Im sozialpädagogischen Bereich würde man das grundsätzlich nicht offenlegen, sagte Stahmann dazu. „Wir wollen nicht, dass uns die Preise diktiert werden.“ Sie habe es oft genug erlebt, dass Träger ihre Preise anheben, wenn sie mitbekommen, dass die Konkurrenz höhere Sätze ausgehandelt hat. Außerdem seien es die Träger selbst gewesen, die stets auf Geheimhaltung gedrungen hätten.

Dies sagte Stahmann, nachdem zu ihrer Überraschung ausgerechnet die Geschäftsführerin der Landesarbeitsgemeinschaft der freien Wohlfahrtspflege, Silvia Gerking, anmerkte, sie teile den Wunsch der CDU nach mehr Transparenz.

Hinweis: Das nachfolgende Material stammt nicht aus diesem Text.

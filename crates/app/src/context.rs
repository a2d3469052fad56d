//! App Context

use std::sync::Arc;

use thiserror::Error;

use crate::{
    database::{self, Db},
    domain::{
        accounts::{AccountsService, PgAccountsService},
        banners::{BannersService, PgBannersService},
        carts::{CartsService, PgCartsService},
        categories::{CategoriesService, PgCategoriesService},
        coupons::{CouponsService, PgCouponsService},
        orders::{OrdersService, PgOrdersService},
        products::{PgProductsService, ProductsService},
        seed::{PgSeedService, SeedService},
        wishlists::{PgWishlistsService, WishlistsService},
    },
};

#[derive(Debug, Error)]
pub enum AppInitError {
    #[error("failed to connect to database")]
    Database(#[source] sqlx::Error),

    #[error("failed to apply database migrations")]
    Migrate(#[source] sqlx::migrate::MigrateError),
}

#[derive(Clone)]
pub struct AppContext {
    pub accounts: Arc<dyn AccountsService>,
    pub banners: Arc<dyn BannersService>,
    pub carts: Arc<dyn CartsService>,
    pub categories: Arc<dyn CategoriesService>,
    pub coupons: Arc<dyn CouponsService>,
    pub orders: Arc<dyn OrdersService>,
    pub products: Arc<dyn ProductsService>,
    pub seed: Arc<dyn SeedService>,
    pub wishlists: Arc<dyn WishlistsService>,
}

impl AppContext {
    /// Build application context from a database URL, applying pending migrations first
    /// when `run_migrations` is set.
    ///
    /// # Errors
    ///
    /// Returns an error when establishing a database connection or migrating fails.
    pub async fn from_database_url(url: &str, run_migrations: bool) -> Result<Self, AppInitError> {
        let pool = database::connect(url)
            .await
            .map_err(AppInitError::Database)?;

        if run_migrations {
            database::migrate(&pool)
                .await
                .map_err(AppInitError::Migrate)?;
        }

        Ok(Self::from_db(&Db::new(pool)))
    }

    /// Build application context over an existing pool.
    #[must_use]
    pub fn from_db(db: &Db) -> Self {
        Self {
            accounts: Arc::new(PgAccountsService::new(db.clone())),
            banners: Arc::new(PgBannersService::new(db.clone())),
            carts: Arc::new(PgCartsService::new(db.clone())),
            categories: Arc::new(PgCategoriesService::new(db.clone())),
            coupons: Arc::new(PgCouponsService::new(db.clone())),
            orders: Arc::new(PgOrdersService::new(db.clone())),
            products: Arc::new(PgProductsService::new(db.clone())),
            seed: Arc::new(PgSeedService::new(db.clone())),
            wishlists: Arc::new(PgWishlistsService::new(db.clone())),
        }
    }
}
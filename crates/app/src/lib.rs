//! Storefront domain services and persistence for Flames.

pub mod context;
pub mod database;
pub mod domain;

#[cfg(test)]
mod test;

mod columns;
mod uuids;

pub use uuids::TypedUuid;
//! Carts

pub mod data;
pub mod errors;
pub mod records;
pub(crate) mod repository;
pub mod service;

pub use errors::CartsServiceError;
pub use service::*;
//! Wishlists

mod errors;
pub(crate) mod handlers;
//! Get Wishlist Handler

use salvo::{
    oapi::{ToSchema, extract::QueryParam},
    prelude::*,
};
use serde::{Deserialize, Serialize};
use uuid::Uuid;

use flames_app::domain::wishlists::records::WishlistRecord;

use crate::{extensions::*, wishlists::errors::into_status_error};

#[derive(Debug, Serialize, Deserialize, ToSchema)]
pub(crate) struct WishlistResponse {
    pub user_id: Uuid,

    /// Wishlisted products, oldest first
    pub products: Vec<Uuid>,
}

impl From<WishlistRecord> for WishlistResponse {
    fn from(wishlist: WishlistRecord) -> Self {
        WishlistResponse {
            user_id: wishlist.user.into(),
            products: wishlist.products.into_iter().map(Into::into).collect(),
        }
    }
}

/// Get Wishlist Handler
#[endpoint(
    tags("wishlist"),
    summary = "Get Wishlist",
    responses(
        (status_code = StatusCode::OK, description = "Wishlist"),
        (status_code = StatusCode::BAD_REQUEST, description = "Bad Request"),
    ),
)]
pub(crate) async fn handler(
    user_id: QueryParam<Uuid, true>,
    depot: &mut Depot,
) -> Result<Json<WishlistResponse>, StatusError> {
    let app = depot.app()?;

    let wishlist = app
        .wishlists
        .get_wishlist(user_id.into_inner().into())
        .await
        .map_err(into_status_error)?;

    Ok(Json(wishlist.into()))
}
//! One-time passcodes

use jiff::SignedDuration;
use rand::Rng;

/// How long an issued passcode stays valid.
pub(crate) const OTP_TTL: SignedDuration = SignedDuration::from_secs(5 * 60);

/// Six random decimal digits.
pub(crate) fn generate_code() -> String {
    format!("{:06}", rand::thread_rng().gen_range(0..1_000_000))
}
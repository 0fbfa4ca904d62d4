//! Cross-tab propagation: two tabs of one profile, each with its own
//! engine, transport and `CrossTabSync`.

use jobdesk_link::{
    ConnectionState, CredentialStore, CrossTabSync, ProfileStorage, RealtimeEngine, SignalBus,
};
use serde_json::json;
use std::sync::Arc;
use std::time::Duration;

mod common;

use common::{credential, init_logger, test_timeouts, wait_until, FakeApi, MockTransport};

struct Tab {
    engine: Arc<RealtimeEngine>,
    transport: MockTransport,
    credentials: CredentialStore,
    sync: Option<CrossTabSync>,
}

impl Tab {
    fn open(profile: &ProfileStorage) -> Self {
        let storage = profile.open_tab();
        let transport = MockTransport::new();
        let engine = Arc::new(
            RealtimeEngine::builder()
                .api(Arc::new(FakeApi::new()))
                .transport(Arc::new(transport.clone()))
                .storage(storage.clone())
                .timeouts(test_timeouts())
                .build()
                .unwrap(),
        );
        let credentials = CredentialStore::new(storage, SignalBus::new());
        let sync = CrossTabSync::spawn(Arc::clone(&engine), credentials.clone());
        Self {
            engine,
            transport,
            credentials,
            sync: Some(sync),
        }
    }

    fn is_connected(&self) -> bool {
        self.engine.connection_state().is_connected()
    }

    fn active_for(&self, user: &str) -> bool {
        self.is_connected() && self.engine.credential() == Some(credential(user))
    }

    fn logged_out(&self) -> bool {
        self.engine.credential().is_none()
            && self.engine.connection_state() == ConnectionState::Disconnected
    }
}

#[tokio::test]
async fn test_login_in_one_tab_connects_both() {
    init_logger();
    let profile = ProfileStorage::in_memory();
    let a = Tab::open(&profile);
    let b = Tab::open(&profile);

    a.credentials.save(&credential("42")).unwrap();

    // Tab A reacts to the in-process signal, tab B to the storage change
    assert!(wait_until(|| a.active_for("42") && b.active_for("42")).await);
    assert!(wait_until(|| !a.transport.subscribes().is_empty()).await);
    assert!(wait_until(|| !b.transport.subscribes().is_empty()).await);
    assert_eq!(a.transport.opens(), 1);
    assert_eq!(b.transport.opens(), 1);
}

#[tokio::test]
async fn test_logout_in_other_tab_disconnects() {
    init_logger();
    let profile = ProfileStorage::in_memory();
    let a = Tab::open(&profile);
    let b = Tab::open(&profile);

    a.credentials.save(&credential("42")).unwrap();
    assert!(wait_until(|| a.active_for("42") && b.active_for("42")).await);

    b.credentials.clear().unwrap();
    assert!(wait_until(|| a.logged_out() && b.logged_out()).await);
    assert!(wait_until(|| a.transport.live() == 0 && b.transport.live() == 0).await);
    assert_eq!(a.engine.counter().get(), 0);
}

#[tokio::test]
async fn test_feed_changes_rehydrate_other_tabs() {
    init_logger();
    let profile = ProfileStorage::in_memory();
    let a = Tab::open(&profile);
    let b = Tab::open(&profile);

    a.credentials.save(&credential("42")).unwrap();
    assert!(wait_until(|| !a.transport.subscribes().is_empty()).await);

    a.transport.emit(
        "user.42",
        "notification.sent",
        json!({"id": 1, "title": "Shared"}),
    );
    assert!(wait_until(|| a.engine.notifications().len() == 1).await);
    assert!(wait_until(|| b.engine.notifications().len() == 1).await);
    assert_eq!(b.engine.notifications().snapshot()[0].title, "Shared");

    // Read state travels too
    a.engine.notifications().mark_all_as_read();
    assert!(wait_until(|| b.engine.notifications().derived_unread_count() == 0).await);
}

#[tokio::test]
async fn test_corrupt_credential_counts_as_logout() {
    init_logger();
    let profile = ProfileStorage::in_memory();
    let a = Tab::open(&profile);
    let writer = profile.open_tab();

    a.credentials.save(&credential("42")).unwrap();
    assert!(wait_until(|| a.active_for("42")).await);

    writer.set("auth_token", "{\"token\":").unwrap();
    assert!(wait_until(|| a.logged_out()).await);
}

#[tokio::test]
async fn test_credential_switch_in_other_tab() {
    init_logger();
    let profile = ProfileStorage::in_memory();
    let a = Tab::open(&profile);
    let b = Tab::open(&profile);

    a.credentials.save(&credential("1")).unwrap();
    assert!(wait_until(|| b.engine.credential() == Some(credential("1"))).await);

    a.credentials.save(&credential("2")).unwrap();
    assert!(wait_until(|| b.active_for("2")).await);
    assert!(wait_until(|| b.transport.live() == 1).await);
    assert_eq!(b.transport.max_live(), 1);
    assert_eq!(b.transport.opened_for().last(), Some(&credential("2")));
}

#[tokio::test]
async fn test_unrelated_keys_are_ignored() {
    init_logger();
    let profile = ProfileStorage::in_memory();
    let a = Tab::open(&profile);
    let writer = profile.open_tab();

    writer.set("theme", "dark").unwrap();
    tokio::time::sleep(Duration::from_millis(50)).await;
    assert_eq!(a.transport.opens(), 0);
    assert!(a.engine.credential().is_none());
}

#[tokio::test]
async fn test_stopped_sync_no_longer_reacts() {
    init_logger();
    let profile = ProfileStorage::in_memory();
    let a = Tab::open(&profile);
    let mut b = Tab::open(&profile);

    if let Some(sync) = b.sync.take() {
        sync.stop();
    }

    a.credentials.save(&credential("42")).unwrap();
    assert!(wait_until(|| a.active_for("42")).await);
    tokio::time::sleep(Duration::from_millis(50)).await;
    assert!(b.engine.credential().is_none());
    assert_eq!(b.transport.opens(), 0);
}

#[tokio::test]
async fn test_dropped_sync_no_longer_reacts() {
    init_logger();
    let profile = ProfileStorage::in_memory();
    let a = Tab::open(&profile);
    let mut b = Tab::open(&profile);

    drop(b.sync.take());

    a.credentials.save(&credential("42")).unwrap();
    assert!(wait_until(|| a.active_for("42")).await);
    tokio::time::sleep(Duration::from_millis(50)).await;
    assert!(b.engine.credential().is_none());
    assert_eq!(b.transport.opens(), 0);
}
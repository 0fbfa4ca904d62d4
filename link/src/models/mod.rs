//! Data models for the jobdesk-link client library.
//!
//! Defines the Pusher wire frames, the decoded push events, the
//! notification record shared through storage, and the REST responses the
//! engine consumes.

pub mod channel_auth_response;
pub mod client_message;
pub mod connection_options;
pub mod notification;
pub mod notification_settings;
pub mod push_event;
pub mod server_message;
pub mod unread_count_response;

#[cfg(test)]
mod tests;

pub use channel_auth_response::ChannelAuthResponse;
pub use client_message::ClientMessage;
pub use connection_options::ConnectionOptions;
pub use notification::{Notification, NotificationKind};
pub use notification_settings::{
    InAppNotifications, NotificationSettings, NotificationSettingsData,
    NotificationSettingsResponse,
};
pub use push_event::{names as event_names, normalize_event_name, EventBody, PushEvent};
pub use server_message::{ConnectionEstablished, ProtocolError, ServerMessage};
pub use unread_count_response::UnreadCountResponse;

Wie ein Träger seine Kosten kalkuliere, gehe niemand etwas an, sagte die Geschäftsführerin des Dachverbands auf Nachfrage der taz. Aber sie halte es für gut, wenn die Endpreise veröffentlicht würden, wie es beispielsweise bei Seniorenpflegeheimen üblich sei. „Da kann jeder nachlesen, was so ein Platz kostet.“ Das wäre auch wichtig für die SachbearbeiterInnen in der Behörde, wenn sie über Maßnahmen etwas zur Heimunterbringung entscheiden.

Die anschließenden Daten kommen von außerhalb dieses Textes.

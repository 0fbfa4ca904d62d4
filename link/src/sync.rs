//! Cross-tab propagation of credential changes and cache invalidation.
//!
//! Two signals drive a tab's engine:
//!
//! - the profile storage change stream, which reports writes made by
//!   *other* tabs (login/logout elsewhere, another tab's feed changes);
//! - the in-process [`SignalBus`], fired by [`CredentialStore`] in the tab
//!   that made the change, since storage changes never reach their origin.

use std::sync::Arc;
use tokio::sync::broadcast;
use tokio::task::JoinHandle;

use crate::{credentials::CredentialStore, engine::RealtimeEngine};

const SIGNAL_CHANNEL_CAPACITY: usize = 16;

/// In-process "credential changed" signal.
#[derive(Debug, Clone, PartialEq, Eq)]
pub struct CredentialSignal {
    /// Storage key of the credential that changed.
    pub key: String,
}

/// Broadcast bus for [`CredentialSignal`]s within one tab.
#[derive(Clone)]
pub struct SignalBus {
    tx: broadcast::Sender<CredentialSignal>,
}

impl Default for SignalBus {
    fn default() -> Self {
        Self::new()
    }
}

impl SignalBus {
    pub fn new() -> Self {
        let (tx, _) = broadcast::channel(SIGNAL_CHANNEL_CAPACITY);
        Self { tx }
    }

    pub fn credential_changed(&self, key: &str) {
        let _ = self.tx.send(CredentialSignal {
            key: key.to_string(),
        });
    }

    pub fn subscribe(&self) -> broadcast::Receiver<CredentialSignal> {
        self.tx.subscribe()
    }
}

/// Background task applying both signals to a [`RealtimeEngine`].
///
/// - credential key changed: re-read the credential, reconnect or
///   disconnect, then re-hydrate the feed and refresh the counter;
/// - notification snapshot changed (or unknown change after lag):
///   re-hydrate the feed.
///
/// The task stops on [`CrossTabSync::stop`] or when the handle is dropped.
pub struct CrossTabSync {
    task: JoinHandle<()>,
}

impl CrossTabSync {
    pub fn spawn(engine: Arc<RealtimeEngine>, credentials: CredentialStore) -> Self {
        let mut storage_changes = engine.storage().changes();
        let mut signals = credentials.signals().subscribe();

        let task = tokio::spawn(async move {
            let notifications_key = engine.notifications().key().to_string();
            loop {
                let credential_changed = tokio::select! {
                    change = storage_changes.next() => match change {
                        Some(change) => {
                            log::debug!(
                                "[jobdesk-link] Storage change from tab {:?}: {:?}",
                                change.origin,
                                change.key
                            );
                            if change.affects(credentials.key()) {
                                true
                            } else {
                                if change.affects(&notifications_key) {
                                    engine.hydrate_notifications();
                                }
                                continue;
                            }
                        },
                        None => break,
                    },
                    signal = signals.recv() => match signal {
                        Ok(signal) if signal.key == credentials.key() => true,
                        Ok(_) => continue,
                        Err(broadcast::error::RecvError::Lagged(_)) => true,
                        Err(broadcast::error::RecvError::Closed) => break,
                    },
                };

                if credential_changed {
                    let credential = credentials.load();
                    log::info!(
                        "[jobdesk-link] Credential changed (logged in: {})",
                        credential.is_some()
                    );
                    if let Err(e) = engine.apply_credential(credential).await {
                        log::warn!("[jobdesk-link] Failed to apply credential: {}", e);
                    }
                    engine.hydrate_notifications();
                }
            }
            log::debug!("[jobdesk-link] Cross-tab sync stopped");
        });

        Self { task }
    }

    /// Stop reacting to both signals. Dropping the handle does the same.
    pub fn stop(self) {
        self.task.abort();
        log::debug!("[jobdesk-link] Cross-tab sync stop requested");
    }
}

impl Drop for CrossTabSync {
    fn drop(&mut self) {
        self.task.abort();
    }
}
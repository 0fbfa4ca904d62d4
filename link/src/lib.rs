//! # jobdesk-link
//!
//! Real-time notification and unread-message sync engine of the Jobdesk
//! employer dashboard.
//!
//! One [`RealtimeEngine`] runs per tab. It owns a single Pusher v7 push
//! connection for the current [`Credential`], multiplexes the notification
//! feed and the unread-message badge over one private channel subscription,
//! and keeps the persisted feed and the unread counter consistent with a
//! server that may deliver events out of order or replay them.
//!
//! ## Features
//!
//! - **One connection per credential**: switching or clearing the
//!   credential tears the previous connection down before a new one opens
//! - **Channel multiplexing**: any number of listeners share one physical
//!   subscription per channel
//! - **Bounded reconnect**: exponential backoff, Pusher error-code handling,
//!   keepalive pings with pong deadlines
//! - **Cross-tab sync**: profile storage change stream plus an in-process
//!   credential signal
//!
//! ## Example
//!
//! ```rust,no_run
//! use jobdesk_link::{CredentialStore, CrossTabSync, EngineConfig, SignalBus};
//! use std::{path::Path, sync::Arc};
//!
//! # async fn example() -> jobdesk_link::Result<()> {
//! let config = EngineConfig::load(Path::new("jobdesk.toml"))?;
//! let tab = config.open_profile()?.open_tab();
//!
//! let engine = Arc::new(config.engine_builder()?.storage(tab.clone()).build()?);
//! let credentials = CredentialStore::with_key(
//!     tab,
//!     SignalBus::new(),
//!     config.resolved_storage().credential_key,
//! );
//!
//! let _sync = CrossTabSync::spawn(Arc::clone(&engine), credentials.clone());
//! engine.apply_credential(credentials.load()).await?;
//!
//! for notification in engine.notifications().snapshot() {
//!     println!("{}: {}", notification.title, notification.description);
//! }
//! # Ok(())
//! # }
//! ```

pub mod auth;
pub mod client;
pub mod config;
pub mod connection;
pub mod credentials;
pub mod engine;
pub mod error;
pub mod event_handlers;
pub mod models;
pub mod notifications;
pub mod storage;
pub mod subscription;
pub mod sync;
pub mod timeouts;
pub mod unread;

pub use auth::Credential;
pub use client::{DashboardApi, JobdeskClient, JobdeskClientBuilder};
pub use config::EngineConfig;
pub use connection::{
    ConnectionFailure, ConnectionManager, ConnectionState, FailureKind, PushStream,
    PushTransport, PusherTransport,
};
pub use credentials::CredentialStore;
pub use engine::{RealtimeEngine, RealtimeEngineBuilder};
pub use error::{LinkError, Result};
pub use event_handlers::{ConnectionError, DisconnectReason, EventHandlers};
pub use models::{
    ConnectionOptions, Notification, NotificationKind, NotificationSettings, PushEvent,
};
pub use notifications::NotificationStateStore;
pub use storage::{
    FileBackend, MemoryBackend, ProfileStorage, StorageBackend, StorageChange, TabStorage,
};
pub use subscription::{ChannelSubscriptionRegistry, SubscriptionHandle};
pub use sync::{CrossTabSync, SignalBus};
pub use timeouts::{LinkTimeouts, LinkTimeoutsBuilder};
pub use unread::{ActiveConversationMarker, RefreshTicket, UnreadMessageCounter};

In intensivpädagogischen Einrichtungen wie der Rekumer Straße, in der das Betreuungsverhältnis nahezu eins zu eins beträgt, seien Tagessätze von durchschnittlich 350 Euro üblich, sagte Stahmanns Sprecher Bernd Schneider am Freitag.

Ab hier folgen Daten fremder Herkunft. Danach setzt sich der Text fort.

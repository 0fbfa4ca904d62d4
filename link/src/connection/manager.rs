//! Single push connection per credential.
//!
//! [`ConnectionManager`] is the public handle; all socket I/O happens on one
//! background task per credential that owns the stream, the
//! [`ChannelSubscriptionRegistry`] and the reconnect loop. Commands reach the
//! task over an unbounded channel so that handles can unsubscribe from
//! `Drop`.
//!
//! Every task carries a generation number. Tearing a connection down bumps
//! the shared generation first, which immediately mutes the old task: it can
//! no longer publish state, fire handlers or deliver events, even while its
//! network close is still in flight.

use parking_lot::Mutex;
use std::{
    sync::{
        atomic::{AtomicU64, Ordering},
        Arc,
    },
    time::Duration,
};
use tokio::sync::{mpsc, oneshot, watch};
use tokio::task::JoinHandle;
use tokio::time::Instant as TokioInstant;

use crate::{
    auth::Credential,
    connection::{
        state::{ConnectionFailure, ConnectionState, FailureKind},
        transport::{CloseAction, Inbound, PushStream, PushTransport, UNAUTHORIZED_CODE},
        websocket::jitter_keepalive_interval,
        FAR_FUTURE,
    },
    error::{LinkError, Result},
    event_handlers::{ConnectionError, DisconnectReason, EventHandlers},
    models::{normalize_event_name, ConnectionOptions, PushEvent},
    subscription::{ChannelInfo, ChannelSubscriptionRegistry, ListenerId, SubscriptionHandle},
    timeouts::LinkTimeouts,
};

// ── Commands ────────────────────────────────────────────────────────────────

/// Commands sent from the public API to the background connection task.
pub(crate) enum ConnCmd {
    Subscribe {
        channel: String,
        event: String,
        listener: mpsc::Sender<PushEvent>,
        result_tx: oneshot::Sender<ListenerId>,
    },
    Unsubscribe {
        id: ListenerId,
    },
    ListChannels {
        result_tx: oneshot::Sender<Vec<ChannelInfo>>,
    },
    Reconnect,
    Shutdown,
}

// ── State publishing ────────────────────────────────────────────────────────

/// Publishes state and fires handlers on behalf of one generation.
#[derive(Clone)]
struct StatePublisher {
    state_tx: Arc<watch::Sender<ConnectionState>>,
    current: Arc<AtomicU64>,
    generation: u64,
    handlers: EventHandlers,
}

impl StatePublisher {
    fn is_current(&self) -> bool {
        self.current.load(Ordering::SeqCst) == self.generation
    }

    fn publish(&self, state: ConnectionState) {
        let generation = self.generation;
        let current = &self.current;
        // The generation check runs under the watch lock, so a retired task
        // can never overwrite the state published by its successor.
        let changed = self.state_tx.send_if_modified(|slot| {
            if current.load(Ordering::SeqCst) != generation || *slot == state {
                return false;
            }
            *slot = state.clone();
            true
        });
        if changed {
            log::debug!("[jobdesk-link] Connection state -> {}", state);
            self.handlers.emit_state_change(&state);
        }
    }

    fn emit_connect(&self, socket_id: &str) {
        if self.is_current() {
            self.handlers.emit_connect(socket_id);
        }
    }

    fn emit_disconnect(&self, reason: DisconnectReason) {
        if self.is_current() {
            self.handlers.emit_disconnect(reason);
        }
    }

    fn emit_error(&self, error: ConnectionError) {
        if self.is_current() {
            self.handlers.emit_error(error);
        }
    }
}

// ── ConnectionManager (public handle) ───────────────────────────────────────

struct ActiveConnection {
    credential: Credential,
    cmd_tx: mpsc::UnboundedSender<ConnCmd>,
    generation: u64,
    task: JoinHandle<()>,
}

/// Owns the lifecycle of the single push connection of a tab.
///
/// At most one connection exists at any instant, always for the most
/// recently supplied credential. Must be used from within a tokio runtime.
///
/// # Examples
///
/// ```rust,no_run
/// use jobdesk_link::{
///     ConnectionManager, ConnectionOptions, Credential, EventHandlers, LinkTimeouts,
///     PushTransport,
/// };
/// use std::sync::Arc;
///
/// # async fn example(transport: Arc<dyn PushTransport>) -> jobdesk_link::Result<()> {
/// let manager = ConnectionManager::new(
///     transport,
///     ConnectionOptions::default(),
///     LinkTimeouts::default(),
///     EventHandlers::new(),
/// );
///
/// let credential = Credential::new("token", "42");
/// manager.connect(credential.clone());
///
/// let (tx, mut rx) = tokio::sync::mpsc::channel(16);
/// let _handle = manager
///     .subscribe(&credential.private_channel(), "message.sent", tx)
///     .await?;
/// while let Some(event) = rx.recv().await {
///     println!("{:?}", event);
/// }
/// # Ok(())
/// # }
/// ```
pub struct ConnectionManager {
    transport: Arc<dyn PushTransport>,
    options: ConnectionOptions,
    timeouts: LinkTimeouts,
    handlers: EventHandlers,
    state_tx: Arc<watch::Sender<ConnectionState>>,
    generation: Arc<AtomicU64>,
    active: Mutex<Option<ActiveConnection>>,
    // Task retired by `disconnect()`, awaited by the next connection.
    retired: Mutex<Option<JoinHandle<()>>>,
}

impl ConnectionManager {
    pub fn new(
        transport: Arc<dyn PushTransport>,
        options: ConnectionOptions,
        timeouts: LinkTimeouts,
        handlers: EventHandlers,
    ) -> Self {
        let (state_tx, _) = watch::channel(ConnectionState::Disconnected);
        Self {
            transport,
            options,
            timeouts,
            handlers,
            state_tx: Arc::new(state_tx),
            generation: Arc::new(AtomicU64::new(0)),
            active: Mutex::new(None),
            retired: Mutex::new(None),
        }
    }

    /// Current connection state.
    pub fn state(&self) -> ConnectionState {
        self.state_tx.borrow().clone()
    }

    /// Observe state transitions.
    pub fn watch_state(&self) -> watch::Receiver<ConnectionState> {
        self.state_tx.subscribe()
    }

    /// Credential the current connection belongs to.
    pub fn current_credential(&self) -> Option<Credential> {
        self.active.lock().as_ref().map(|c| c.credential.clone())
    }

    pub fn options(&self) -> &ConnectionOptions {
        &self.options
    }

    pub fn timeouts(&self) -> &LinkTimeouts {
        &self.timeouts
    }

    fn publisher(&self, generation: u64) -> StatePublisher {
        StatePublisher {
            state_tx: Arc::clone(&self.state_tx),
            current: Arc::clone(&self.generation),
            generation,
            handlers: self.handlers.clone(),
        }
    }

    /// Establish a connection for `credential`.
    ///
    /// - Same credential as the current connection: no-op, except that an
    ///   errored connection is retried.
    /// - Different credential: the current connection is torn down (all
    ///   listeners released) and the new one only opens once the old task
    ///   has stopped or `teardown_grace` elapsed.
    pub fn connect(&self, credential: Credential) {
        let mut active = self.active.lock();

        if let Some(current) = active.as_ref() {
            if current.credential == credential {
                if self.state().is_errored() {
                    log::info!("[jobdesk-link] Retrying errored connection");
                    let _ = current.cmd_tx.send(ConnCmd::Reconnect);
                } else {
                    log::debug!("[jobdesk-link] Already connected for this credential");
                }
                return;
            }
        }

        let previous = match active.take() {
            Some(old) => Some(self.retire(old, "Credential changed")),
            None => self.retired.lock().take(),
        };

        let generation = self.generation.fetch_add(1, Ordering::SeqCst) + 1;
        let publisher = self.publisher(generation);
        publisher.publish(ConnectionState::Connecting { attempt: 0 });

        let (cmd_tx, cmd_rx) = mpsc::unbounded_channel();
        let task = ConnectionTask {
            transport: Arc::clone(&self.transport),
            credential: credential.clone(),
            options: self.options.clone(),
            timeouts: self.timeouts.clone(),
            publisher,
            cmd_rx,
            registry: ChannelSubscriptionRegistry::new(),
        };

        log::info!(
            "[jobdesk-link] Opening push connection for user {} (generation {})",
            credential.user_id,
            generation
        );
        let handle = tokio::spawn(task.run(previous));

        *active = Some(ActiveConnection {
            credential,
            cmd_tx,
            generation,
            task: handle,
        });
    }

    /// Tear down the current connection. Idempotent.
    ///
    /// Effective immediately: no event is delivered and no state is
    /// published by the old connection after this returns. A following
    /// `connect` still waits for the old socket to close.
    pub fn disconnect(&self) {
        let old = self.active.lock().take();
        match old {
            Some(old) => {
                let task = self.retire(old, "Client disconnected");
                *self.retired.lock() = Some(task);
            },
            None => log::debug!("[jobdesk-link] disconnect(): nothing to tear down"),
        }
    }

    /// Force a fresh connection attempt for the current credential.
    ///
    /// Returns `false` when there is no credential to connect with.
    pub fn reconnect(&self) -> bool {
        match self.active.lock().as_ref() {
            Some(current) => current.cmd_tx.send(ConnCmd::Reconnect).is_ok(),
            None => false,
        }
    }

    fn retire(&self, old: ActiveConnection, reason: &str) -> JoinHandle<()> {
        self.generation.fetch_add(1, Ordering::SeqCst);
        let _ = old.cmd_tx.send(ConnCmd::Shutdown);

        let previous = self.state_tx.send_replace(ConnectionState::Disconnected);
        if previous != ConnectionState::Disconnected {
            self.handlers.emit_state_change(&ConnectionState::Disconnected);
        }
        if previous.is_connected() {
            self.handlers.emit_disconnect(DisconnectReason::new(reason));
        }

        log::info!(
            "[jobdesk-link] Tearing down connection for user {} (generation {}): {}",
            old.credential.user_id,
            old.generation,
            reason
        );
        old.task
    }

    fn command_sender(&self) -> Result<mpsc::UnboundedSender<ConnCmd>> {
        self.active
            .lock()
            .as_ref()
            .map(|c| c.cmd_tx.clone())
            .ok_or_else(|| {
                LinkError::WebSocketError("No active connection: no credential".to_string())
            })
    }

    /// Register `listener` for `event` on `channel`.
    ///
    /// The first listener of a channel triggers the one physical subscribe;
    /// later listeners share it. While the connection is connecting or
    /// errored the listener is registered offline and subscribed once the
    /// connection is up. Fails only when there is no credential or the
    /// connection was torn down concurrently.
    pub async fn subscribe(
        &self,
        channel: &str,
        event: &str,
        listener: mpsc::Sender<PushEvent>,
    ) -> Result<SubscriptionHandle> {
        let cmd_tx = self.command_sender()?;
        let event = normalize_event_name(event).to_string();
        let (result_tx, result_rx) = oneshot::channel();

        cmd_tx
            .send(ConnCmd::Subscribe {
                channel: channel.to_string(),
                event: event.clone(),
                listener,
                result_tx,
            })
            .map_err(|_| LinkError::Cancelled)?;

        let id = result_rx.await.map_err(|_| LinkError::Cancelled)?;
        Ok(SubscriptionHandle::new(id, channel.to_string(), event, cmd_tx))
    }

    /// Channels and listeners of the current connection.
    pub async fn list_channels(&self) -> Vec<ChannelInfo> {
        let Ok(cmd_tx) = self.command_sender() else {
            return Vec::new();
        };
        let (result_tx, result_rx) = oneshot::channel();
        if cmd_tx.send(ConnCmd::ListChannels { result_tx }).is_err() {
            return Vec::new();
        }
        result_rx.await.unwrap_or_default()
    }
}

Geschlossene Unterbringung kommt

Im Sommer sollen in Bremen zwei weitere solcher Heime für extrem delinquente Jugendliche eröffnet werden. Laut einem vergangene Woche veröffentlichten Konzept des Senats wird es zehn Plätze in Bremen Nord „Am Sattelhof“ geben und weitere acht an einem nicht genannten Standort. Wenn sie sich in diesen Heimen bewährt haben, sollen die Jugendlichen in die Rekumer Straße ziehen.

Ab Ende 2017 soll es dann wie berichtet auch ein Heim in der ehemaligen Justizvollzugsanstalt im Blockland geben, in dem junge Männer bis zu drei Monaten eingesperrt werden können. Dieses in Kooperation mit Hamburg betriebene geschlossene Heim ist in Bremen umstritten. Statt viel Geld für den Umbau – geschätzte fünf Millionen Euro – und den Betrieb auszugeben, hatte unter anderem die sozialpolitische Sprecherin der Grünen, Susanne Wendland, gefordert, die Straßensozialarbeit mit den unbegleiteten Jungen auszubauen.

In dem neunseitigen Konzept des Senats steht dazu ein Satz: Diese würde „ausgebaut.“ Und während es für die Heime genaue Zeit- und Platzangaben gibt, fehlt hier jedes Detail. Von der Notschlafstätte in Bahnhofsnähe, wie sie sich Wendland und einige StreetworkerInnen der Jugendlichen wünschen, ist gar keine Rede.